Saturday, April 10, 2004

The Human Equation

If you read one book on management this year, I can't recommend The Human Equation highly enough. It convincingly argues for investing heavily in your employees, an approach that seems out of vogue these days. The evidence seems to show that the cost of this investment is returned many times over in increased productivity and reduced turnover.

Investing in your employees means treating your employees as partners in the company, not contractors to be fired at will. Hiring should be selective. Training and cross-training should be routine. Teams should be self-managed, information widely and freely shared, and decisions decentralized. Wages should be well above average, tied to organizational performance, and relatively flat across the organization.

It's a compelling thesis. While I've seen others claim that some business models don't require investing in people, Pfeffer skillfully argues the advantages of this approach across all industries.

Friday, April 09, 2004

Thursday, April 08, 2004

Ads in RSS

As RSS becomes increasingly popular, advertisers are considering putting ads in the feeds.

This is a poor move. RSS is a method of driving traffic (and advertising dollars) to a website. RSS feeds contain only the title and a short blurb for a article; you have to clickthrough to read the article.

But, when you embed ads in the RSS feed, you reduce the value of that feed and reduce its ability to drive traffic to your site. Any small advertising revenue you make from the RSS ads will be swamped by the ad revenue lost from reducing traffic to your site.

Monday, April 05, 2004

Google's platform

Interesting speculation on the architecture behind Google's GMail.

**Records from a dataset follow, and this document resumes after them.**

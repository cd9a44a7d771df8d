//! Terminal chat room client.
//!
//! Connects to the chat server with the given credentials, prints the room's
//! message log as it arrives and sends typing notices while you type.
//!
//! Run with:
//! ```not_rust
//! cargo run --bin kotoba-client -- --host chat.example.com --user-id 5 --token abc --room-id 2
//! ```

use std::{error::Error, time::Duration};

use clap::Parser;
use kotoba_client::{
    ClientConfig, ServerEndpoint, WebSocketConnector,
    config::DEFAULT_HOST,
    domain::{AuthToken, Credentials, PeerId, RoomId},
    spawn_session,
    ui::{
        input::{HELP, InputCommand, parse_input_line},
        render::render_changes,
    },
    usecase::ChatView,
};
use kotoba_shared::{
    logger::setup_logger,
    time::{format_clock, now_millis},
};
use rustyline::{DefaultEditor, error::ReadlineError};
use tokio::sync::mpsc;

#[derive(Debug, Parser)]
#[command(name = "kotoba-client", version, about = "Realtime chat room client")]
struct Args {
    /// Chat server host (and port)
    #[arg(long, default_value = DEFAULT_HOST)]
    host: String,

    /// Use ws:// instead of wss://
    #[arg(long)]
    insecure: bool,

    /// Peer (recipient) user ID
    #[arg(long)]
    user_id: Option<PeerId>,

    /// Auth token; empty means stay disconnected
    #[arg(long, default_value = "")]
    token: String,

    /// Room ID
    #[arg(long)]
    room_id: Option<RoomId>,

    /// Milliseconds of input inactivity before "stopped typing" is sent
    #[arg(long, default_value_t = 1000)]
    typing_idle_ms: u64,

    /// Keep the message log when credentials change
    #[arg(long)]
    keep_log_on_reconnect: bool,

    /// Default log level when RUST_LOG is not set
    #[arg(long, default_value = "info")]
    log_level: String,
}

impl Args {
    fn config(&self) -> ClientConfig {
        ClientConfig {
            endpoint: ServerEndpoint::new(self.host.clone(), !self.insecure),
            typing_idle: Duration::from_millis(self.typing_idle_ms),
            clear_log_on_reconnect: !self.keep_log_on_reconnect,
        }
    }

    fn credentials(&self) -> Option<Credentials> {
        Some(Credentials::new(
            self.user_id?,
            AuthToken::new(self.token.clone()),
            self.room_id?,
        ))
    }
}

#[tokio::main]
async fn main() {
    let args = Args::parse();
    setup_logger(env!("CARGO_BIN_NAME"), &args.log_level);

    if rustls::crypto::ring::default_provider()
        .install_default()
        .is_err()
    {
        tracing::debug!("TLS crypto provider already installed");
    }

    if let Err(e) = run(args).await {
        tracing::error!("Client error: {}", e);
        std::process::exit(1);
    }
}

async fn run(args: Args) -> Result<(), Box<dyn Error>> {
    let session = spawn_session(WebSocketConnector, &args.config());

    let mut view = session.subscribe();
    let renderer = tokio::spawn(async move {
        let mut previous = ChatView::default();
        while view.changed().await.is_ok() {
            let current = view.borrow_and_update().clone();
            for line in render_changes(&previous, &current, &format_clock(now_millis())) {
                println!("{line}");
            }
            previous = current;
        }
    });

    let mut credentials = args.credentials();
    match &credentials {
        Some(credentials) => session.set_credentials(credentials.clone())?,
        None => println!("{HELP}"),
    }

    let (line_tx, mut line_rx) = mpsc::unbounded_channel();
    std::thread::spawn(move || read_lines(line_tx));

    while let Some(line) = line_rx.recv().await {
        match parse_input_line(&line) {
            Ok(InputCommand::Message(text)) => {
                session.draft_changed(text)?;
                session.send_message()?;
            }
            Ok(InputCommand::Connect(next)) => {
                session.set_credentials(next.clone())?;
                credentials = Some(next);
            }
            Ok(InputCommand::Disconnect) => {
                if let Some(current) = credentials.as_mut() {
                    current.token = AuthToken::empty();
                    session.set_credentials(current.clone())?;
                }
            }
            Ok(InputCommand::Help) => println!("{HELP}"),
            Ok(InputCommand::Quit) => break,
            Ok(InputCommand::Empty) => {}
            Err(e) => println!("{e}"),
        }
    }

    session.shutdown().await;
    renderer.abort();
    Ok(())
}

/// Blocking line reader; ends on EOF, Ctrl-C or when the receiver is gone.
fn read_lines(lines: mpsc::UnboundedSender<String>) {
    let mut editor = match DefaultEditor::new() {
        Ok(editor) => editor,
        Err(e) => {
            tracing::error!("Failed to initialize line editor: {}", e);
            return;
        }
    };

    loop {
        match editor.readline("> ") {
            Ok(line) => {
                if !line.trim().is_empty() {
                    let _ = editor.add_history_entry(line.as_str());
                }
                if lines.send(line).is_err() {
                    break;
                }
            }
            Err(ReadlineError::Interrupted | ReadlineError::Eof) => break,
            Err(e) => {
                tracing::warn!("Failed to read input: {}", e);
                break;
            }
        }
    }
}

"It's a distributed computing platform that can manage web-scale datasets on 100,000 node server clusters. It includes a petabyte, distributed, fault tolerant filesystem, distributed RPC code, probably network shared memory and process migration. And a datacenter management system which lets a handful of ops engineers effectively run 100,000 servers."

Can it be true? It's the holy grail of distributed computing. And Google has already built it?

Sunday, April 04, 2004

Google e-mail

A supposed screenshot of Google's new free e-mail. With 1G of storage, all for free, this is sure to be brutal competition for Yahoo Mail and MSN's HotMail.

As Google is increasingly attacked by Yahoo and MSN on search, it's a great strategy for them to counterattack in other areas like news (Google News), shopping (Froogle), and e-mail (GMail). It puts MSN and Yahoo on the defensive, distracts them, and forces them to divert resources. Good move, Google.

Thursday, April 01, 2004

Google Copernicus Center is hiring

Amusing April Fool's Joke from Google. "Interviewing candidates for engineering positions at our lunar hosting and research center, opening late in the spring of 2007."